Las armas de los atacantes —PUP’s, virus, gusanos, spyware, botnets, DoS, DDoS, phising, fuzzers— proliferan, y se multiplican día a día como auténticas mutaciones de un virus letal que evoluciona y se hace cada vez más inmune a los sistemas de detección y defensa de los usuarios corporativos e individuales de las tecnologías. Los nuevos dispositivos de movilidad y la filosofía del cloud —albergar los datos en servidores virtuales que permiten la accesibilidad desde cualquier punto de la red— posibilitan que las infecciones se propaguen y penetren en los repositorios de información de todas las organizaciones, traspasando sus sistemas de protección perimetral —firewalls— y de contención interna. Por si fuera poco, una tendencia consolidada a la mixtificación, indiferenciando la informática personal y la profesional mediante la utilización de los dispositivos privados para uso empresarial —BYOD: Bring your Own Devices—, así como la incipiente conexión a la red de todos nuestros utensilios electrónicos domésticos, producirá un incremento del riesgo y unas nuevas vías al oportunismo de los cibercriminales.
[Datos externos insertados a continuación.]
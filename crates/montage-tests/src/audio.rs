//! Audio graph exercised with the playback crate's fake elements.

use montage_audio::AudioGraph;
use montage_playback::testing::FakeBackend;
use montage_playback::PlayerBackend;
use std::path::Path;
use uuid::Uuid;

fn open(backend: &mut FakeBackend, path: &str) -> <FakeBackend as PlayerBackend>::Audio {
    backend.open_audio(Path::new(path)).unwrap()
}

#[test]
fn double_bind_keeps_the_first_node() {
    let mut backend = FakeBackend::new();
    let mut graph = AudioGraph::new();
    let id = Uuid::new_v4();

    assert!(graph.bind(id, open(&mut backend, "/media/a.wav"), 1.0));
    assert!(!graph.bind(id, open(&mut backend, "/media/b.wav"), 0.2));
    assert_eq!(graph.len(), 1);

    // The surviving node is the first element, still at its gain.
    graph.tick(0.0);
    let opened = backend.opened.lock();
    assert_eq!(opened[0].0.lock().gain, 1.0);
}

#[test]
fn fades_and_master_combine_on_the_element() {
    let mut backend = FakeBackend::new();
    let mut graph = AudioGraph::new();
    let id = Uuid::new_v4();
    graph.resume().unwrap();

    graph.bind(id, open(&mut backend, "/media/bed.wav"), 0.8);
    graph.set_master_volume(0.5, 0.0);
    graph.apply_fade_in(id, 0.0, 2.0, 0.0);

    graph.tick(1.0);
    let opened = backend.opened.lock();
    // 0.8 gain × 0.5 envelope × 0.5 master
    assert!((opened[0].0.lock().gain - 0.2).abs() < 1e-9);
}

#[test]
fn unbind_all_stops_every_element() {
    let mut backend = FakeBackend::new();
    let mut graph = AudioGraph::new();

    for i in 0..3 {
        let id = Uuid::new_v4();
        graph.bind(id, open(&mut backend, &format!("/media/{i}.wav")), 1.0);
        graph.play(id).unwrap();
    }
    assert!(backend.opened.lock().iter().all(|a| a.0.lock().playing));

    graph.unbind_all();
    assert!(graph.is_empty());
    assert!(backend.opened.lock().iter().all(|a| !a.0.lock().playing));
}
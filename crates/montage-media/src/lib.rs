//! Montage Media - media registry and FFmpeg probing
//!
//! The compositing engine never reads media files itself; it consumes
//! metadata (path, duration, kind) from a registry owned by the import
//! pipeline. This crate defines that interface, an in-memory
//! implementation, and the `ffprobe` wrapper used by export validation.

pub mod probe;
pub mod registry;

pub use probe::{ffmpeg_available, probe, ProbeResult};
pub use registry::{InMemoryRegistry, MediaInfo, MediaKind, MediaRegistry, MediaRegistryExt};
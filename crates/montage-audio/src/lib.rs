//! Montage Audio - the playback mixing graph
//!
//! Mixes N concurrently-playing media sources with independent volume and
//! fade envelopes into one master output. The graph is generic over an
//! [`AudioElement`] so the playback engine can drive real players in a host
//! and scripted fakes in tests.
//!
//! Architecture:
//! - `FadeEnvelope`: linear ramp evaluated against the engine's clock
//! - `AudioGraph`: per-source gain × envelope × master, one-time binding

pub mod envelope;
pub mod graph;

pub use envelope::FadeEnvelope;
pub use graph::{AudioElement, AudioGraph};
Esta situación de riesgo global está siendo hoy contrarrestado con una proliferación normativa que amenaza con resultar ingobernable. Se están introduciendo nuevas exigencias de responsabilidad a los proveedores y usuarios de tecnologías de la información, las organizaciones usuarias requieren disponer con creciente frecuencia de perfiles profesionales especializados en el control de sus Sistemas —CIO: Chief Information Officer, CISO: Chief Information Security Officer—. La enorme profusión normativa acarrea la preocupación en las empresas y organizaciones —tanto públicas como privadas— por la observación de la legalidad, creándose nuevos roles de control y gobierno normativo que velarán porque los recursos tecnológicos se usen dentro de la más estricta legalidad —CCO Corporate Compliance Officer—.
Aunque estas sean modalidades de crimen nacidas específicamente con cada avance en las TIC, no debemos olvidar que el término «cibercrimen» se aplica también a los delincuentes tradicionales que utilizan las tecnologías para ser más eficaces en sus actos criminales: desde las falsas ventas y las estafas cibernéticas, el blanqueo de capitales y la financiación del terrorismo o la insurgencia política.
La dialéctica entre la promoción del progreso y la modernidad que promueven las nuevas tecnologías -TIC- y, coetáneamente, la exigencia de garantizar la seguridad y las libertades sociales, centra un debate fundamental en el actual momento histórico; un reto pues, que la comunidad internacional no puede hoy soslayar.